A Service is Not an Object or Component
Continuing on the SOA front, I've recently been reading a version of the forthcoming book "Programming WCF Services" by Juval Lowy. While a great book on WCF internals, I was thunderstruck by Juval's assertion that (services are the) "next evolutionary step in the long journey from functions to objects to components to services". I so strongly disagreed, that I left some notes to that effect in the notes to him and the publisher.
As described, Juval sees an application as being made up (entirely) of services and I can see his reasoning. You see Juval advocates interface based development which he claims (others would attribute another definition) is "component-oriented programming". To him a "component" is an object that exposes an interface - one interacts with it through the "contract" exposed by that interface. Its a case of turning the advice "program to an interface not an implementation" into an edict. So in his previous book "Programming .NET Components" he sees an application as being composed of "components".
Now one interacts with a service (in WCF) via a "contract". And his extrapolation is therefore that a service is really a type of component - is a type of object. Which is where his statement (the) "next evolutionary step in the long journey from functions to objects to components to services" comes from.

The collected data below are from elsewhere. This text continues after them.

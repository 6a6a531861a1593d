//! Thread-safe key set cache with a fixed time-to-live.

// crates.io
use tokio::sync::RwLock;
// self
use crate::{
	_prelude::*,
	cache::state::{CachedKeySet, JwksDocument},
};

/// Default time-to-live applied to cached key sets.
pub const DEFAULT_CACHE_TTL: Duration = Duration::from_secs(60 * 60);

/// Holds the most recently fetched key set and its expiry.
///
/// The document and its deadline live behind one lock and are replaced together, so readers
/// always observe a complete snapshot. An expired snapshot stays retained for stale fallback
/// until it is overwritten or [`KeySetCache::clear`] is called.
#[derive(Debug)]
pub struct KeySetCache {
	ttl: Duration,
	slot: RwLock<Option<CachedKeySet>>,
}
impl KeySetCache {
	/// Create an empty cache with the given TTL.
	pub fn new(ttl: Duration) -> Self {
		Self { ttl, slot: RwLock::new(None) }
	}

	/// Configured time-to-live.
	pub fn ttl(&self) -> Duration {
		self.ttl
	}

	/// Fresh key set, if one is cached and not yet expired.
	pub async fn get(&self) -> Option<CachedKeySet> {
		self.get_at(Instant::now()).await
	}

	/// Fresh key set as observed at `now`.
	pub async fn get_at(&self, now: Instant) -> Option<CachedKeySet> {
		let slot = self.slot.read().await;

		match slot.as_ref() {
			Some(cached) if !cached.is_expired(now) => Some(cached.clone()),
			Some(_) => {
				tracing::debug!("jwks cache expired");

				None
			},
			None => None,
		}
	}

	/// Retained key set regardless of expiry.
	pub async fn last_known(&self) -> Option<CachedKeySet> {
		self.slot.read().await.clone()
	}

	/// Store a key set, overwriting any previous value.
	pub async fn set(&self, document: Arc<JwksDocument>) -> CachedKeySet {
		self.set_at(document, Instant::now()).await
	}

	/// Store a key set as written at `now`.
	pub async fn set_at(&self, document: Arc<JwksDocument>, now: Instant) -> CachedKeySet {
		let cached = CachedKeySet::new(document, now, self.ttl);

		*self.slot.write().await = Some(cached.clone());

		tracing::debug!(
			expires_at = %cached.expires_at_utc,
			keys = cached.document.len(),
			"jwks cache set"
		);

		cached
	}

	/// Drop the cached key set, including the retained fallback.
	pub async fn clear(&self) {
		*self.slot.write().await = None;

		tracing::debug!("jwks cache cleared");
	}
}
impl Default for KeySetCache {
	fn default() -> Self {
		Self::new(DEFAULT_CACHE_TTL)
	}
}
//! HTTP client integration for JWKS retrieval.

// crates.io
use http::header::ACCEPT;
use reqwest::{Client, Response, redirect::Policy};
use url::Url;
// self
use crate::{_prelude::*, cache::JwksDocument, config::VerifierConfig};

/// Maximum redirect depth followed while fetching a key set.
pub const MAX_REDIRECTS: usize = 10;
/// Bytes of an error response body kept for diagnostics.
pub const ERROR_EXCERPT_BYTES: u64 = 512;

/// Outcome of a successful JWKS fetch.
#[derive(Clone, Debug)]
pub struct JwksFetch {
	/// Parsed key set.
	pub document: Arc<JwksDocument>,
	/// Round-trip duration of the exchange.
	pub elapsed: Duration,
}

/// Build the HTTP client used for JWKS retrieval.
pub fn build_client(config: &VerifierConfig) -> Result<Client> {
	let client = Client::builder()
		.redirect(Policy::limited(MAX_REDIRECTS))
		.user_agent(format!("jwks-gate/{}", env!("CARGO_PKG_VERSION")))
		.connect_timeout(config.fetch_timeout)
		.build()?;

	Ok(client)
}

/// Fetch and decode the key set published at `url`.
///
/// The whole exchange, body included, is bounded by `timeout`. A timeout, a transport error, or
/// a non-success status are all reported as fetch failures; an undecodable body is reported as
/// a malformed document.
#[tracing::instrument(skip_all, fields(url = %url))]
pub async fn fetch_jwks(
	client: &Client,
	url: &Url,
	timeout: Duration,
	max_response_bytes: u64,
) -> Result<JwksFetch> {
	let start = Instant::now();
	let fetch_failed = |source| Error::JwksFetchFailed { url: url.clone(), source };
	let mut response = client
		.get(url.clone())
		.header(ACCEPT, "application/json")
		.timeout(timeout)
		.send()
		.await
		.map_err(fetch_failed)?;
	let status = response.status();

	if !status.is_success() {
		let body = read_capped(&mut response, ERROR_EXCERPT_BYTES)
			.await
			.ok()
			.filter(|excerpt| !excerpt.is_empty())
			.map(|excerpt| String::from_utf8_lossy(&excerpt).into_owned());

		return Err(Error::HttpStatus { status, url: url.clone(), body });
	}
	if let Some(length) = response.content_length()
		&& length > max_response_bytes
	{
		return Err(oversize(length, max_response_bytes));
	}

	let bytes = read_capped(&mut response, max_response_bytes + 1).await.map_err(fetch_failed)?;

	if bytes.len() as u64 > max_response_bytes {
		return Err(oversize(bytes.len() as u64, max_response_bytes));
	}

	let document: JwksDocument = serde_json::from_slice(&bytes).map_err(Error::MalformedJwks)?;
	let elapsed = start.elapsed();

	tracing::info!(keys = document.len(), elapsed = ?elapsed, "fetched jwks");

	Ok(JwksFetch { document: Arc::new(document), elapsed })
}

// Stops reading once `limit` bytes are buffered; the rest of the body is dropped with the
// connection.
async fn read_capped(response: &mut Response, limit: u64) -> reqwest::Result<Vec<u8>> {
	let mut buffer = Vec::new();

	while (buffer.len() as u64) < limit {
		let Some(chunk) = response.chunk().await? else {
			break;
		};

		buffer.extend_from_slice(&chunk);
	}

	buffer.truncate(limit as usize);

	Ok(buffer)
}

fn oversize(size: u64, limit: u64) -> Error {
	Error::Validation {
		field: "max_response_bytes",
		reason: format!(
			"Response size {size} bytes exceeds the configured guard of {limit} bytes."
		),
	}
}
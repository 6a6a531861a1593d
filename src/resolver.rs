//! Maps a token's `kid` to a verification key.
//!
//! Resolution prefers the configured static key, then the cached key set, then a single
//! on-demand fetch. When that fetch fails the last known key set is served instead, so an
//! identity provider outage only hurts once the resolver has never seen a key set.

// std
use std::{
	fmt::{Debug, Formatter, Result as FmtResult},
	sync::atomic::{AtomicU64, Ordering},
};
// crates.io
use jsonwebtoken::DecodingKey;
use reqwest::Client;
use serde::Serialize;
use tokio::sync::Mutex;
use url::Url;
// self
use crate::{
	_prelude::*,
	cache::{JwksDocument, KeySetCache},
	config::VerifierConfig,
	error::ResolveError,
	http::client::{build_client, fetch_jwks},
	metrics::{self, LookupOutcome, VerifierMetrics, VerifierMetricsSnapshot},
};

/// Where a resolved key came from.
#[derive(Clone, Copy, Debug, PartialEq, Eq, Serialize)]
#[serde(rename_all = "lowercase")]
pub enum KeySource {
	/// Configured static public key.
	Static,
	/// Fresh cached key set.
	Cached,
	/// Key set fetched for this request.
	Fetched,
	/// Expired key set served after a failed fetch.
	Stale,
}

/// Verification key selected for a token.
#[derive(Clone)]
pub struct ResolvedKey {
	/// Key to verify the signature with.
	pub key: DecodingKey,
	/// `kid` the key was matched on; `None` for the static key.
	pub kid: Option<String>,
	/// Origin of the key.
	pub source: KeySource,
}
impl Debug for ResolvedKey {
	fn fmt(&self, f: &mut Formatter<'_>) -> FmtResult {
		f.debug_struct("ResolvedKey")
			.field("kid", &self.kid)
			.field("source", &self.source)
			.finish_non_exhaustive()
	}
}

/// Coarse state of the resolver's key material.
#[derive(Clone, Copy, Debug, PartialEq, Eq, Serialize)]
#[serde(rename_all = "lowercase")]
pub enum KeySetState {
	/// A static key is configured; the cache is unused.
	Static,
	/// No key set has been fetched yet.
	Empty,
	/// The cached key set is within its TTL.
	Fresh,
	/// The cached key set has expired and is only kept as a fallback.
	Stale,
}

/// Serializable status snapshot for health and diagnostics endpoints.
#[derive(Clone, Debug, Serialize)]
pub struct KeySetStatus {
	/// Current state.
	pub state: KeySetState,
	/// Configured JWKS endpoint.
	pub jwks_url: Option<Url>,
	/// Number of entries in the cached key set.
	pub key_count: usize,
	/// Wall-clock time the cached key set was stored.
	pub fetched_at: Option<DateTime<Utc>>,
	/// Wall-clock expiry of the cached key set.
	pub expires_at: Option<DateTime<Utc>>,
	/// Share of lookups served from a fresh key set.
	pub hit_rate: f64,
	/// Share of lookups served from an expired key set.
	pub stale_ratio: f64,
	/// Share of verifications that were rejected.
	pub rejection_rate: f64,
	/// Raw counters.
	pub metrics: VerifierMetricsSnapshot,
}

/// Resolves verification keys for incoming tokens.
///
/// Owns its [`KeySetCache`]; share the resolver through an `Arc` rather than building one per
/// request.
pub struct KeyResolver {
	jwks_url: Option<Url>,
	static_key: Option<DecodingKey>,
	client: Client,
	cache: Arc<KeySetCache>,
	// Error of the latest refill attempt, `None` after a success.
	refill: Mutex<Option<String>>,
	refill_attempts: AtomicU64,
	fetch_timeout: Duration,
	max_response_bytes: u64,
	realm: Arc<str>,
	metrics: Arc<VerifierMetrics>,
}
impl KeyResolver {
	/// Build a resolver with the default HTTP client.
	pub fn new(config: &VerifierConfig) -> Result<Self> {
		Self::with_client(config, build_client(config)?)
	}

	/// Build a resolver using the supplied HTTP client.
	pub fn with_client(config: &VerifierConfig, client: Client) -> Result<Self> {
		config.validate()?;

		let static_key = config
			.public_key_pem
			.as_deref()
			.map(|pem| DecodingKey::from_rsa_pem(pem.as_bytes()))
			.transpose()?;

		if static_key.is_some() {
			tracing::info!(realm = %config.realm, "using static public key; jwks disabled");
		}

		Ok(Self {
			jwks_url: config.jwks_url.clone(),
			static_key,
			client,
			cache: Arc::new(KeySetCache::new(config.cache_ttl)),
			refill: Mutex::new(None),
			refill_attempts: AtomicU64::new(0),
			fetch_timeout: config.fetch_timeout,
			max_response_bytes: config.max_response_bytes,
			realm: Arc::from(config.realm.as_str()),
			metrics: VerifierMetrics::new(),
		})
	}

	/// Key set cache owned by this resolver.
	pub fn cache(&self) -> &Arc<KeySetCache> {
		&self.cache
	}

	/// Counters shared by this resolver and the verifier built on it.
	pub fn metrics(&self) -> Arc<VerifierMetrics> {
		self.metrics.clone()
	}

	/// Drop the cached key set so the next resolution fetches a fresh one.
	pub async fn clear_cache(&self) {
		self.cache.clear().await;
	}

	/// Select the verification key for `token`.
	#[tracing::instrument(skip_all, fields(realm = %self.realm))]
	pub async fn resolve(&self, token: &str) -> std::result::Result<ResolvedKey, ResolveError> {
		if let Some(key) = &self.static_key {
			return Ok(ResolvedKey { key: key.clone(), kid: None, source: KeySource::Static });
		}

		let header = jsonwebtoken::decode_header(token)
			.map_err(|err| ResolveError::MalformedHeader(err.to_string()))?;
		let kid = header.kid.ok_or(ResolveError::NoKeyId)?;
		let (document, source) = self.active_document().await?;
		let Some(entry) = document.find(&kid) else {
			tracing::debug!(kid = %kid, keys = document.len(), "no matching kid");

			return Err(ResolveError::UnknownKeyId(kid));
		};
		let key = entry.decoding_key()?;

		tracing::debug!(kid = %kid, ?source, "resolved key");

		Ok(ResolvedKey { key, kid: Some(kid), source })
	}

	/// Capture the current key material state.
	pub async fn status(&self) -> KeySetStatus {
		let metrics = self.metrics.snapshot();
		let cached = self.cache.last_known().await;
		let state = match (&self.static_key, &cached) {
			(Some(_), _) => KeySetState::Static,
			(None, None) => KeySetState::Empty,
			(None, Some(cached)) if cached.is_expired(Instant::now()) => KeySetState::Stale,
			(None, Some(_)) => KeySetState::Fresh,
		};

		KeySetStatus {
			state,
			jwks_url: self.jwks_url.clone(),
			key_count: cached.as_ref().map_or(0, |cached| cached.document.len()),
			fetched_at: cached.as_ref().map(|cached| cached.fetched_at),
			expires_at: cached.as_ref().map(|cached| cached.expires_at_utc),
			hit_rate: metrics.hit_rate(),
			stale_ratio: metrics.stale_ratio(),
			rejection_rate: metrics.rejection_rate(),
			metrics,
		}
	}

	async fn active_document(
		&self,
	) -> std::result::Result<(Arc<JwksDocument>, KeySource), ResolveError> {
		if let Some(cached) = self.cache.get().await {
			self.observe_lookup(LookupOutcome::Fresh);

			return Ok((cached.document, KeySource::Cached));
		}

		let observed = self.refill_attempts.load(Ordering::Acquire);
		let mut last_failure = self.refill.lock().await;

		// Another task may have refilled while this one waited.
		if let Some(cached) = self.cache.get().await {
			self.observe_lookup(LookupOutcome::Fresh);

			return Ok((cached.document, KeySource::Cached));
		}
		// A refill that failed while this task waited is reused, not repeated.
		if self.refill_attempts.load(Ordering::Acquire) != observed
			&& let Some(failure) = last_failure.as_deref()
		{
			tracing::debug!(error = %failure, "reusing failed jwks refill");
			metrics::record_shared_refill_failure(&self.realm);

			self.metrics.record_shared_refill_failure();

			return self.fall_back(failure).await;
		}

		let Some(url) = &self.jwks_url else {
			self.observe_lookup(LookupOutcome::Unavailable);

			return Err(ResolveError::Unavailable("no JWKS endpoint configured".into()));
		};
		let outcome = self.fetch_and_store(url).await;

		self.refill_attempts.fetch_add(1, Ordering::Release);

		match outcome {
			Ok(document) => {
				*last_failure = None;

				self.observe_lookup(LookupOutcome::Fetched);

				Ok((document, KeySource::Fetched))
			},
			Err(err) => {
				let failure: &str = last_failure.insert(err.to_string());

				tracing::warn!(error = %failure, "jwks fetch failed");

				self.fall_back(failure).await
			},
		}
	}

	async fn fall_back(
		&self,
		failure: &str,
	) -> std::result::Result<(Arc<JwksDocument>, KeySource), ResolveError> {
		match self.cache.last_known().await {
			Some(stale) => {
				tracing::warn!("serving stale key set");

				self.observe_lookup(LookupOutcome::Stale);

				Ok((stale.document, KeySource::Stale))
			},
			None => {
				tracing::error!(error = %failure, "no cached key set to fall back to");

				self.observe_lookup(LookupOutcome::Unavailable);

				Err(ResolveError::Unavailable(failure.to_owned()))
			},
		}
	}

	async fn fetch_and_store(&self, url: &Url) -> Result<Arc<JwksDocument>> {
		match fetch_jwks(&self.client, url, self.fetch_timeout, self.max_response_bytes).await {
			Ok(fetch) => {
				self.observe_fetch_success(fetch.elapsed);
				self.cache.set(fetch.document.clone()).await;

				Ok(fetch.document)
			},
			Err(err) => {
				self.observe_fetch_error();

				Err(err)
			},
		}
	}

	fn observe_lookup(&self, outcome: LookupOutcome) {
		metrics::record_lookup(&self.realm, outcome);

		self.metrics.record_lookup(outcome);
	}

	fn observe_fetch_success(&self, duration: Duration) {
		metrics::record_fetch_success(&self.realm, duration);

		self.metrics.record_fetch_success(duration);
	}

	fn observe_fetch_error(&self) {
		metrics::record_fetch_error(&self.realm);

		self.metrics.record_fetch_error();
	}
}
impl Debug for KeyResolver {
	fn fmt(&self, f: &mut Formatter<'_>) -> FmtResult {
		f.debug_struct("KeyResolver")
			.field("jwks_url", &self.jwks_url)
			.field("static_key", &self.static_key.is_some())
			.field("cache", &self.cache)
			.field("fetch_timeout", &self.fetch_timeout)
			.field("realm", &self.realm)
			.finish_non_exhaustive()
	}
}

How would I explain the relationship between an "application" and a "service"?
A single application can exist either within a single context of execution within a platform (typically a Process but in .NET could be AppDomain), or it can be distributed over multiple contexts of execution. Within any context of execution, the world will continue to use object oriented development to model the complexity of the domain and supporting infrastructure.
But the parts of the application that are spread over different contexts of execution need to communicate with each other. That can be extended outside an application also to communication between applications. One can use any of the standard mechanisms of integration architecture :- file sharing, shared database, remote procedure invocation, messaging or just walk a floppy between them.
While Remote Procedure Invocation was formerly "de rigeur", messaging between "islands of functionality" or "Services" using industry standards has become the fashionable standard mechanism for communication between those "contexts of execution".